The particular issue we're trying to understand is illustrated in the image below:
You can see that we're pulling some great data together from some very authoritative sources. However, if you notice the numbers along the right-hand side, you can see that there's a lot of different scales, and if you know anything about any of these metrics you know that the difference between 5 url mentions and 50 is quite a lot different than the difference between 20,005 and 20,050.
Suppose we're trying to understand the importance of the number of domain mentions as reported by Google. Likely, more domain mentions across the web means your domain has a greater ranking strength and influence. But how can we make that more precise? Is 100 mentions good? Is jumping from 1000 to 1100 a big jump? What should be 10% and what should be 90%? If you're a savvy SEO (and I actually know a few around here and abroad) you can come up with some examples:
Domain Mentions | Value |
---|---|
1890000 | 100 |
1280000 | 100 |
866000 | 100 |
659000 | 96 |
584000 | 94 |
247000 | 80 |
115000 | 65 |
32500 | 45 |
13400 | 30 |
11300 | 28 |
6590 | 15 |
218 | 5 |
4 | 1 |
The idea is to come up with some equation, a model, that matches the pattern we observe -- in this case, what you might intuitively believe as a smart SEO. You can check out what my tool will suggest for this data.
You'll notice that, in addition to the specific model I recommend, I also include a couple of graphs. If you've done this before, you know how important it can be to get a feel for what your data looks like and how your fitted model compares. I also include a graph of the "residuals," which are the errors in the model's estimates. For instance, if you ask for 80% at 247,000 domain mentions, and the model predicts 75.55, the residual is 4.45. It's often valuable to think about the square of the residual for statistical reasons (that's the "residual sq" column in the table). The square of the residual also helps to emphasize larger errors.
Intro stuff done, let's get advanced! For this particular data you'll notice (go ahead and open that "suggest" link above in a new tab), that our observations are capped at 100. This is an artifact of the 100 point scale, and poses some mathematical difficulties for simple modeling techniques. You'll also notice that the suggested model does quite poorly in the middle range. So here are a couple of tips:
If you have a truncated scale, like our 100 point scale here, it's valuable to let your model predict outside the range and truncate its estimates later. To do this you can, for example, drop the extra truncated observations from your data (1,890,000 -> 100 and 1,280,000 -> 100). Just delete those rows from the text box and click that "fit model" button and you'll get better results.

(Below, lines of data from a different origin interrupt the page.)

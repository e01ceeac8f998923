use serde::Deserialize;

/// The subset of `oc get pods -o json` that readiness checks look at.
#[derive(Debug, Clone, Default, Deserialize)]
pub struct PodList {
    #[serde(default)]
    pub items: Vec<Pod>,
}

#[derive(Debug, Clone, Default, Deserialize)]
pub struct Pod {
    #[serde(default)]
    pub metadata: ObjectMeta,
    #[serde(default)]
    pub status: PodStatus,
}

#[derive(Debug, Clone, Default, Deserialize)]
pub struct ObjectMeta {
    #[serde(default)]
    pub name: String,
}

#[derive(Debug, Clone, Default, Deserialize)]
pub struct PodStatus {
    #[serde(default)]
    pub phase: String,
}

impl Pod {
    pub fn is_running(&self) -> bool {
        self.status.phase == "Running"
    }

    pub fn is_settled(&self) -> bool {
        matches!(self.status.phase.as_str(), "Running" | "Succeeded")
    }
}

impl PodList {
    pub fn from_value(value: serde_json::Value) -> serde_json::Result<Self> {
        serde_json::from_value(value)
    }

    /// Every prefix has at least one running pod whose name starts with it.
    pub fn has_running(&self, prefixes: &[&str]) -> bool {
        prefixes.iter().all(|prefix| {
            self.items
                .iter()
                .any(|pod| pod.metadata.name.starts_with(prefix) && pod.is_running())
        })
    }

    /// Non-empty, and every pod is Running or Succeeded.
    pub fn all_settled(&self) -> bool {
        !self.items.is_empty() && self.items.iter().all(Pod::is_settled)
    }

    pub fn not_settled(&self) -> Vec<&str> {
        self.items
            .iter()
            .filter(|pod| !pod.is_settled())
            .map(|pod| pod.metadata.name.as_str())
            .collect()
    }
}

/// The subset of `oc get installplan -o json` needed for approval.
#[derive(Debug, Clone, Default, Deserialize)]
pub struct InstallPlanList {
    #[serde(default)]
    pub items: Vec<InstallPlan>,
}

#[derive(Debug, Clone, Default, Deserialize)]
pub struct InstallPlan {
    #[serde(default)]
    pub metadata: ObjectMeta,
    #[serde(default)]
    pub spec: InstallPlanSpec,
}

#[derive(Debug, Clone, Default, Deserialize)]
pub struct InstallPlanSpec {
    #[serde(default)]
    pub approved: bool,
}

impl InstallPlanList {
    pub fn from_value(value: serde_json::Value) -> serde_json::Result<Self> {
        serde_json::from_value(value)
    }

    pub fn unapproved(&self) -> impl Iterator<Item = &str> {
        self.items
            .iter()
            .filter(|plan| !plan.spec.approved)
            .map(|plan| plan.metadata.name.as_str())
    }
}

#[cfg(test)]
mod tests {
    use super::*;
    use serde_json::json;

    fn pods(entries: &[(&str, &str)]) -> PodList {
        let items: Vec<_> = entries
            .iter()
            .map(|(name, phase)| json!({"metadata": {"name": name}, "status": {"phase": phase}}))
            .collect();
        PodList::from_value(json!({ "items": items })).unwrap()
    }

    #[test]
    fn test_has_running_requires_every_prefix() {
        let list = pods(&[
            ("istio-operator-5d8f7b-abcde", "Running"),
            ("jaeger-operator-7c9-xyz", "Running"),
            ("kiali-operator-66-qwe", "Pending"),
        ]);
        assert!(list.has_running(&["istio-operator", "jaeger-operator"]));
        assert!(!list.has_running(&["istio-operator", "kiali-operator"]));
    }

    #[test]
    fn test_all_settled() {
        assert!(!pods(&[]).all_settled());
        assert!(pods(&[("istiod-1", "Running"), ("job-1", "Succeeded")]).all_settled());

        let list = pods(&[("istiod-1", "Running"), ("grafana-1", "ContainerCreating")]);
        assert!(!list.all_settled());
        assert_eq!(list.not_settled(), vec!["grafana-1"]);
    }

    #[test]
    fn test_unapproved_install_plans() {
        let list = InstallPlanList::from_value(json!({
            "items": [
                {"metadata": {"name": "install-abc"}, "spec": {"approved": true}},
                {"metadata": {"name": "install-def"}, "spec": {"approved": false}},
                {"metadata": {"name": "install-ghi"}, "spec": {}}
            ]
        }))
        .unwrap();
        let names: Vec<&str> = list.unapproved().collect();
        assert_eq!(names, vec!["install-def", "install-ghi"]);
    }
}
#[cfg(test)]
mod tests {
    use super::*;
    use crate::config::settings::DownloadSettings;
    use crate::domain::model::CommandOutput;
    use crate::testing::{build_tar_gz, RecordingRunner};
    use httpmock::prelude::*;
    use tempfile::TempDir;

    fn cluster(runner: Arc<RecordingRunner>, dir: &TempDir, mirror: String) -> OcpCluster {
        let shell = Arc::new(Shell::new(runner));
        let options = OcpOptions {
            profile: "qe".to_string(),
            assets: dir.path().join("assets"),
            version: "4.3.9".to_string(),
            mirror_url: mirror,
            work_dir: dir.path().to_path_buf(),
            install_config: dir.path().join("install-config.yaml"),
            bin_dir: Some(dir.path().join("bin")),
            user_script: PathBuf::from("scripts/user-creation.sh"),
        };
        OcpCluster::new(
            shell,
            Downloader::new(&DownloadSettings::default()).unwrap(),
            options,
        )
    }

    #[test]
    fn test_urls_follow_version() {
        let dir = TempDir::new().unwrap();
        let ocp = cluster(
            Arc::new(RecordingRunner::new()),
            &dir,
            "https://mirror.openshift.com/pub/openshift-v4/clients/ocp/".to_string(),
        );
        assert_eq!(
            ocp.installer_url(),
            "https://mirror.openshift.com/pub/openshift-v4/clients/ocp/4.3.9/openshift-install-linux-4.3.9.tar.gz"
        );
        assert_eq!(
            ocp.client_url(),
            "https://mirror.openshift.com/pub/openshift-v4/clients/ocp/4.3.9/openshift-client-linux-4.3.9.tar.gz"
        );
        assert!(ocp.kubeconfig().ends_with("assets/auth/kubeconfig"));
    }

    #[tokio::test]
    async fn test_install_requires_awscli() {
        let dir = TempDir::new().unwrap();
        let runner = Arc::new(RecordingRunner::new());
        runner.respond("aws --version", CommandOutput::failure(127, "not found"));
        let ocp = cluster(runner.clone(), &dir, "http://127.0.0.1:1".to_string());

        let err = ocp.install().await.unwrap_err();
        assert!(matches!(err, MoittError::ToolNotFound { ref tool, .. } if tool == "aws"));
        assert_eq!(runner.lines(), vec!["aws --version"]);
    }

    #[tokio::test]
    async fn test_install_stages_binaries() {
        let dir = TempDir::new().unwrap();
        std::fs::write(dir.path().join("install-config.yaml"), "apiVersion: v1\n").unwrap();

        let server = MockServer::start();
        let installer = server.mock(|when, then| {
            when.method(GET).path("/4.3.9/openshift-install-linux-4.3.9.tar.gz");
            then.status(200)
                .body(build_tar_gz(&[("openshift-install", &b"installer"[..])]).unwrap());
        });
        let client = server.mock(|when, then| {
            when.method(GET).path("/4.3.9/openshift-client-linux-4.3.9.tar.gz");
            then.status(200).body(build_tar_gz(&[("oc", &b"oc"[..])]).unwrap());
        });

        let runner = Arc::new(RecordingRunner::new());
        // 非零結束不中斷安裝
        runner.respond("create cluster", CommandOutput::failure(1, "timeout"));
        let ocp = cluster(runner.clone(), &dir, server.base_url());

        ocp.install().await.unwrap();

        installer.assert();
        client.assert();
        assert!(dir.path().join("openshift-install").is_file());
        assert!(dir.path().join("assets/install-config.yaml").is_file());
        assert!(dir.path().join("bin/oc").is_file());
        let kubectl = dir.path().join("bin/kubectl");
        assert!(std::fs::symlink_metadata(&kubectl).is_ok());
        #[cfg(unix)]
        assert_eq!(std::fs::read_link(&kubectl).unwrap(), Path::new("oc"));
        assert!(!dir.path().join("oc.tar.gz").exists());

        let lines = runner.lines();
        assert_eq!(lines[0], "aws --version");
        assert!(lines[1].ends_with("create cluster"));
        assert!(lines[1].contains("--dir="));
        assert_eq!(lines[2], "kubectl cluster-info");

        let calls = runner.calls();
        assert!(calls[2]
            .env
            .iter()
            .any(|(k, v)| k == "AWS_PROFILE" && v == "qe"));
        assert!(calls[2].env.iter().any(|(k, _)| k == "KUBECONFIG"));
    }

    fn installer_mock(server: &MockServer) -> httpmock::Mock<'_> {
        server.mock(|when, then| {
            when.method(GET).path("/4.3.9/openshift-install-linux-4.3.9.tar.gz");
            then.status(200)
                .body(build_tar_gz(&[("openshift-install", &b"installer"[..])]).unwrap());
        })
    }

    #[tokio::test]
    async fn test_uninstall_destroys_and_cleans_up() {
        let dir = TempDir::new().unwrap();
        let assets = dir.path().join("assets");
        std::fs::create_dir_all(assets.join("auth")).unwrap();
        std::fs::write(assets.join("metadata.json"), "{}").unwrap();

        let server = MockServer::start();
        let installer = installer_mock(&server);
        let runner = Arc::new(RecordingRunner::new());
        let ocp = cluster(runner.clone(), &dir, server.base_url());

        ocp.uninstall().await.unwrap();

        installer.assert();
        let calls = runner.calls();
        assert_eq!(calls.len(), 1);
        assert!(calls[0].program.ends_with("openshift-install"));
        assert_eq!(
            calls[0].args,
            vec![
                format!("--dir={}", assets.display()),
                "destroy".to_string(),
                "cluster".to_string(),
                "--log-level=debug".to_string(),
            ]
        );
        assert!(calls[0].check);
        assert!(calls[0]
            .env
            .iter()
            .any(|(k, v)| k == "AWS_PROFILE" && v == "qe"));
        assert!(!assets.exists());
        assert!(!dir.path().join("openshift-install").exists());
    }

    #[tokio::test]
    async fn test_failed_destroy_keeps_assets() {
        let dir = TempDir::new().unwrap();
        let assets = dir.path().join("assets");
        std::fs::create_dir_all(&assets).unwrap();
        std::fs::write(assets.join("metadata.json"), "{}").unwrap();

        let server = MockServer::start();
        let _installer = installer_mock(&server);
        let runner = Arc::new(RecordingRunner::new());
        runner.respond(
            "destroy cluster",
            CommandOutput::failure(1, "level=fatal msg=\"Failed to destroy cluster\""),
        );
        let ocp = cluster(runner.clone(), &dir, server.base_url());

        let err = ocp.uninstall().await.unwrap_err();

        assert!(matches!(err, MoittError::CommandFailed { code: Some(1), .. }));
        assert!(assets.join("metadata.json").is_file());
        assert!(dir.path().join("openshift-install").is_file());
    }

    #[tokio::test]
    async fn test_login_trims_password_file() {
        let dir = TempDir::new().unwrap();
        let auth = dir.path().join("assets/auth");
        std::fs::create_dir_all(&auth).unwrap();
        std::fs::write(auth.join("kubeadmin-password"), "abcde-12345\n").unwrap();

        let runner = Arc::new(RecordingRunner::new());
        let ocp = cluster(runner.clone(), &dir, "http://127.0.0.1:1".to_string());
        ocp.login_kubeadmin(None).await.unwrap();

        let calls = runner.calls();
        assert_eq!(
            calls[0].args,
            vec!["login", "-u", "kubeadmin", "-p", "abcde-12345"]
        );
    }

    #[tokio::test]
    async fn test_login_falls_back_to_bot() {
        let dir = TempDir::new().unwrap();
        let runner = Arc::new(RecordingRunner::new());
        let ocp = cluster(runner.clone(), &dir, "http://127.0.0.1:1".to_string());

        assert!(ocp.login_kubeadmin(None).await.is_err());

        let bot = BotCredentials {
            credentials: Credentials::new("ci-admin", "pw"),
            server: "https://api.ci.example.com:6443".to_string(),
        };
        ocp.login_kubeadmin(Some(&bot)).await.unwrap();
        assert_eq!(
            runner.lines(),
            vec!["oc login -u ci-admin -p *** --server=https://api.ci.example.com:6443 --insecure-skip-tls-verify=true"]
        );
    }

    #[tokio::test]
    async fn test_logout_failure_is_not_fatal() {
        let dir = TempDir::new().unwrap();
        let runner = Arc::new(RecordingRunner::new());
        runner.respond("oc logout", CommandOutput::failure(1, "not logged in"));
        let ocp = cluster(runner.clone(), &dir, "http://127.0.0.1:1".to_string());

        ocp.logout().await;
        assert_eq!(runner.lines(), vec!["oc logout"]);
    }
}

Also, the algorithm I'm using tries to match all the data points as if they are all equally important. If you feel that some range of your data is more important, just add more observations in that range. For instance, we might want to come up with some more examples between 30% and 65%, since this range is not well fitted by our initial models, and most of our users will probably fall into this range. For example, we might add 26,900 -> 38% and 47,000 -> 50%. With these new observations the model will emphasize this range of the data.
You should also consider the other possible models, even if they are not "suggested." You might like the behavior of a power model over a logarithmic, for instance. Just click the links for the other models and see the graph of the model and its residuals.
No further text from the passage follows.